Summer with the Carnies
So I'm back, here at work in front of the WebCam and waiting for the Internet to entertain me.

According to humanforsale.com I am worth exactly: $2,197,096.00. According to thespark.com, my purity test score has dropped five percent since the last time I took the test, bringing me down to a grand total of only... FORTY percent pure. I bet Cat still has me beat, what with all the crazy shiiat she's been doing all summer long. But man...

Guh, I feel like a cog in the great big societal machine coming back to work after a weekend at the Faire. I grew up with parents as close to mundane as mundane is, always hoping there was something more and always being disappointed. Well, I wasn't crazy... I found what I was looking for- adults who PLAY and play HARD... These weekends at the faire are utterly exhausting, working and playing and running about. But they are the most wonderful thing, by far, that has happened to me in a long time.

Life is great right now. That sort of amazing, living-the-moment wonderful, crazy-happy summer euphoria that won't last but means the world while it does. I'm not clawing through knee deep emotional shit or looking so hard to the future that I can't enjoy myself. I've reconciled the past and I'm enjoying the present with great satisfaction. It's a world of decadence.

Friday, we drove up to Gig harbor. On the way out of town we saw a huge smoke cloud billowing off one of the hills south of Eugene. Impressed as we were, we still have no idea what caused it. The drive to Tacoma took over five hours, traffic was heinous, but we still decided to bypass the turnoff and drive all the way into Seattle for Sushi. Justin's g-pa from the east coast was i town, staying at the Four Seasons (the NW's only 5 diamond hotel!) on a layover with his new lady-friend. They invited us to dinner with them, so, after a brief but filling appetizer at Toyoda's, we had seafood at Shuckers in downtown Seattle. Can we say Gluttony? ; ) Got into Gig Harbor late but giddy and in time for me to play (but lose) another game of Munchkin.

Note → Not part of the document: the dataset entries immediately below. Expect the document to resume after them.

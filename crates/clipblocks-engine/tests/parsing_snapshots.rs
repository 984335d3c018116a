use clipblocks_engine::{
    parse,
    parsing::snapshot,
    print::{PrintOptions, print},
};

#[test]
fn fixture_headings_and_lists() {
    assert_fixture("headings_and_lists");
}

#[test]
fn fixture_quotes_and_callouts() {
    assert_fixture("quotes_and_callouts");
}

#[test]
fn fixture_code_tables_media() {
    assert_fixture("code_tables_media");
}

fn read_fixture(name: &str) -> String {
    std::fs::read_to_string(format!(
        "{}/tests/fixtures/{name}.md",
        env!("CARGO_MANIFEST_DIR")
    ))
    .unwrap()
}

fn assert_fixture(name: &str) {
    let md = read_fixture(name);

    let nodes = parse(&md);
    snapshot::invariants(&nodes);

    let snap = snapshot::normalize(&nodes);
    insta::with_settings!({
        snapshot_path => concat!(env!("CARGO_MANIFEST_DIR"), "/tests/fixtures"),
        prepend_module_to_snapshot => false,
    }, {
        insta::assert_yaml_snapshot!(name, snap);
    });
}

/// Printing a fixture and parsing the output gives the same node types.
#[test]
fn printed_fixtures_reparse_to_same_shape() {
    for name in ["headings_and_lists", "quotes_and_callouts", "code_tables_media"] {
        let nodes = parse(&read_fixture(name));
        let printed = print(&nodes, &PrintOptions::default()).unwrap();
        let reparsed = parse(&printed);
        snapshot::invariants(&reparsed);

        let kinds = |snap: snapshot::Snap| {
            snap.nodes
                .into_iter()
                .map(|n| (n.depth, n.kind))
                .collect::<Vec<_>>()
        };
        assert_eq!(
            kinds(snapshot::normalize(&nodes)),
            kinds(snapshot::normalize(&reparsed)),
            "{name} changed shape after printing:\n{printed}"
        );
    }
}

/// Any markup reduces to its text with the markers removed.
#[test]
fn span_text_reconstructs_content() {
    let nodes = parse("A **bold** and *soft* ~~old~~ `code` [link](https://example.com) line");
    snapshot::invariants(&nodes);
    assert_eq!(nodes[0].content, "A bold and soft old code link line");
}
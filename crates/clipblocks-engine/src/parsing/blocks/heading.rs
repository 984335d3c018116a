use crate::{
    ast::{AstNode, NodeKind},
    parsing::lexer::{TokenKind, TokenStream},
};

use super::text_node;

pub fn claims(stream: &TokenStream) -> bool {
    stream
        .peek()
        .is_some_and(|tok| matches!(tok.kind, TokenKind::Heading { .. }))
}

/// Levels 4 to 6 fold into level 3.
pub fn parse(stream: &mut TokenStream) -> Option<AstNode> {
    let tok = stream.next()?;
    let TokenKind::Heading { level } = tok.kind else {
        return None;
    };
    let kind = NodeKind::Heading {
        level: level.clamp(1, 3),
    };
    Some(text_node(kind, &tok.content))
}
//! Test helpers for the block parser.
//!
//! [`normalize`] turns a node tree into a plain [`Snap`] that `insta` can
//! store as YAML. [`invariants`] panics on the first structural rule a tree breaks:
//! leaf kinds owning children, spans that do not rebuild `content`, heading
//! levels outside 1..=3.

pub mod invariants;
pub mod normalize;

pub use invariants::check as invariants;
pub use normalize::{Snap, normalize};
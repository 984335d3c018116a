use crate::{
    ast::{AstNode, NodeKind},
    parsing::lexer::{
        Token, TokenKind, TokenStream,
        kinds::{Admonition, Heading},
    },
};

use super::{quote_signals::looks_like_independent_quote, text_node};

/// Content owned by the callout or toggle parsers.
fn belongs_elsewhere(tok: &Token) -> bool {
    Admonition::is_marker(&tok.content) || Heading::parse(&tok.content).is_some()
}

pub fn claims(stream: &TokenStream) -> bool {
    stream
        .peek()
        .is_some_and(|tok| matches!(tok.kind, TokenKind::Quote { .. }))
}

/// Merges a contiguous run of quote lines into one node.
pub fn parse(stream: &mut TokenStream) -> Option<AstNode> {
    let first = stream.next()?;
    if belongs_elsewhere(&first) {
        return None;
    }

    let mut lines = vec![first.content];
    while let Some(next) = stream.peek() {
        if next.quote_depth() == 0 || belongs_elsewhere(next) {
            break;
        }
        let prev = lines.last().map(String::as_str).unwrap_or_default();
        if looks_like_independent_quote(prev, &next.content) {
            break;
        }
        lines.push(next.content.clone());
        stream.next();
    }

    let markup = lines.join("\n");
    Some(text_node(NodeKind::Quote, markup.trim()))
}
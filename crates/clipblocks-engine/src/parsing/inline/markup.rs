use super::{
    kinds::{Emphasis, Strikethrough},
    types::RichTextSpan,
};

/// Renders spans back to inline markup.
///
/// Leading and trailing whitespace is kept outside the markers so the
/// result parses back to the same spans with [`super::from_markup`].
pub fn to_markup(spans: &[RichTextSpan]) -> String {
    spans.iter().map(span_markup).collect()
}

fn span_markup(span: &RichTextSpan) -> String {
    if span.is_plain() {
        return span.text.clone();
    }

    let trimmed = span.text.trim();
    if trimmed.is_empty() {
        return span.text.clone();
    }
    let lead = &span.text[..span.text.len() - span.text.trim_start().len()];
    let trail = &span.text[span.text.trim_end().len()..];

    let mut body = if span.equation {
        format!("${trimmed}$")
    } else if span.code {
        if trimmed.contains('`') {
            format!("`` {trimmed} ``")
        } else {
            format!("`{trimmed}`")
        }
    } else {
        trimmed.to_string()
    };

    if span.underline {
        body = format!("<u>{body}</u>");
    }
    if span.strikethrough {
        body = format!("{m}{body}{m}", m = Strikethrough::MARKER);
    }
    if span.italic {
        body = format!("{m}{body}{m}", m = Emphasis::EM);
    }
    if span.bold {
        body = format!("{m}{body}{m}", m = Emphasis::STRONG);
    }
    if let Some(url) = &span.link {
        body = format!("[{body}]({url})");
    }

    format!("{lead}{body}{trail}")
}
use crate::ast::TableFormat;

/// Cell splitting for the three table dialects.
pub struct TableRow;

impl TableRow {
    pub const PIPE: char = '|';

    /// Splits a pipe-table line. The line must start with `|`.
    ///
    /// Pipes inside backticks or escaped with `\` do not separate cells.
    pub fn split_pipe(line: &str) -> Option<Vec<String>> {
        let t = line.trim();
        let inner = t.strip_prefix(Self::PIPE)?;
        let inner = match inner.strip_suffix(Self::PIPE) {
            Some(s) if !s.ends_with('\\') => s,
            _ => inner,
        };

        let mut cells = Vec::new();
        let mut cell = String::new();
        let mut in_code = false;
        let mut escaped = false;
        for c in inner.chars() {
            if escaped {
                if c != Self::PIPE {
                    cell.push('\\');
                }
                cell.push(c);
                escaped = false;
                continue;
            }
            match c {
                '\\' => escaped = true,
                '`' => {
                    in_code = !in_code;
                    cell.push(c);
                }
                '|' if !in_code => cells.push(std::mem::take(&mut cell).trim().to_string()),
                _ => cell.push(c),
            }
        }
        if escaped {
            cell.push('\\');
        }
        cells.push(cell.trim().to_string());
        Some(cells)
    }

    /// True for the `| --- | :---: |` row under a pipe-table header.
    pub fn is_separator(cells: &[String]) -> bool {
        !cells.is_empty()
            && cells.iter().all(|cell| {
                let c = cell.trim();
                let c = c.strip_prefix(':').unwrap_or(c);
                let c = c.strip_suffix(':').unwrap_or(c);
                !c.is_empty() && c.bytes().all(|b| b == b'-')
            })
    }

    /// Splits a tab-separated line. `None` unless it has at least two cells.
    pub fn split_tsv(line: &str) -> Option<Vec<String>> {
        if !line.contains('\t') {
            return None;
        }
        let cells: Vec<String> = line
            .trim_end_matches(['\r', '\n'])
            .split('\t')
            .map(|c| c.trim().to_string())
            .collect();
        (cells.len() >= 2).then_some(cells)
    }

    /// Splits one CSV record with `"` quoting and `""` escapes.
    ///
    /// Returns `None` while a quoted field is still open, so the caller can
    /// join the next physical line and retry.
    pub fn split_csv(record: &str) -> Option<Vec<String>> {
        let mut cells = Vec::new();
        let mut cell = String::new();
        let mut chars = record.chars().peekable();
        let mut quoted = false;
        let mut at_start = true;

        while let Some(c) = chars.next() {
            if quoted {
                if c == '"' {
                    if chars.peek() == Some(&'"') {
                        chars.next();
                        cell.push('"');
                    } else {
                        quoted = false;
                    }
                } else {
                    cell.push(c);
                }
                continue;
            }
            match c {
                '"' if at_start => {
                    quoted = true;
                    at_start = false;
                }
                ',' => {
                    cells.push(std::mem::take(&mut cell).trim().to_string());
                    at_start = true;
                }
                ' ' if at_start => {}
                _ => {
                    cell.push(c);
                    at_start = false;
                }
            }
        }
        if quoted {
            return None;
        }
        cells.push(cell.trim_end_matches(['\r', '\n']).trim().to_string());
        Some(cells)
    }

    /// Splits a line in the given dialect.
    pub fn split(format: TableFormat, line: &str) -> Option<Vec<String>> {
        match format {
            TableFormat::Markdown => Self::split_pipe(line),
            TableFormat::Csv => Self::split_csv(line),
            TableFormat::Tsv => Some(
                line.trim_end_matches(['\r', '\n'])
                    .split('\t')
                    .map(|c| c.trim().to_string())
                    .collect(),
            ),
        }
    }
}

Gig Habor fair is something special. It has a TON of merchants and is rife with guilds, SCAddians, Bavarians, Knights and more. It's not a real eye-catcher or tourist trap, it's more an encampment of die-hard faire goers who stay the weekends and maybe even the week between. Saturday was pretty much uneventful. The knights performed well with only slight hitches and the weather was pleasant. Justin made my "big purchase" for the faire, a green leather bodice from RavensWood leather. It completes my swordswoman/amazon getup, an outfit I'll only wear when I feel toerant of the attention it gets me. I swear to god, while in this getup over ten strangers (men) took my picture (most when they thought I wasn't looking, some posed me), five men escorted me across camp, and two offered to buy me a drink. Yippee. ^^

Saturday evening we went out to dinner with some of the knights at a local bar. After we came back to camp, we headed to the Faire tavern... a scene straight out of bad scenema. Dimly lit, bellydancers, drum circle. We drank a little and laughed a lot. Even Damian (the Old Man, the head honcho) lightened up a bit and took me under his wing. When we returned to the Knights' area, we sat in front of the fire until it went out. I'm grateful that morning role call at Gig is at 9:30, not 8:30 or 9 like we've had to deal with in the past. It makes for a more leisurely morning.

Sunday the weather was bipolar. One minute it was freezing and pouring, the next it was sunny and muggy. Ask the Knights which they prefer and they'll tell you they prefer to be shot instead. Wearing forty plus pounds of armor and running around in either pole of weather is not exactly a good time. Granted, inclement weather makes for a great sense of cameraderie as merchants, tourists, and actors alike huddled underneath pavillions to shelter from the downpour. BUT, it also makes for slippery fighting and confused horses. We were one horse down in the morning, due to the fact that Damian's horse decided to run a line on Saturday and hurt his leg. By the end of the day, only two of five riders were really operational. The last act was when it struck home.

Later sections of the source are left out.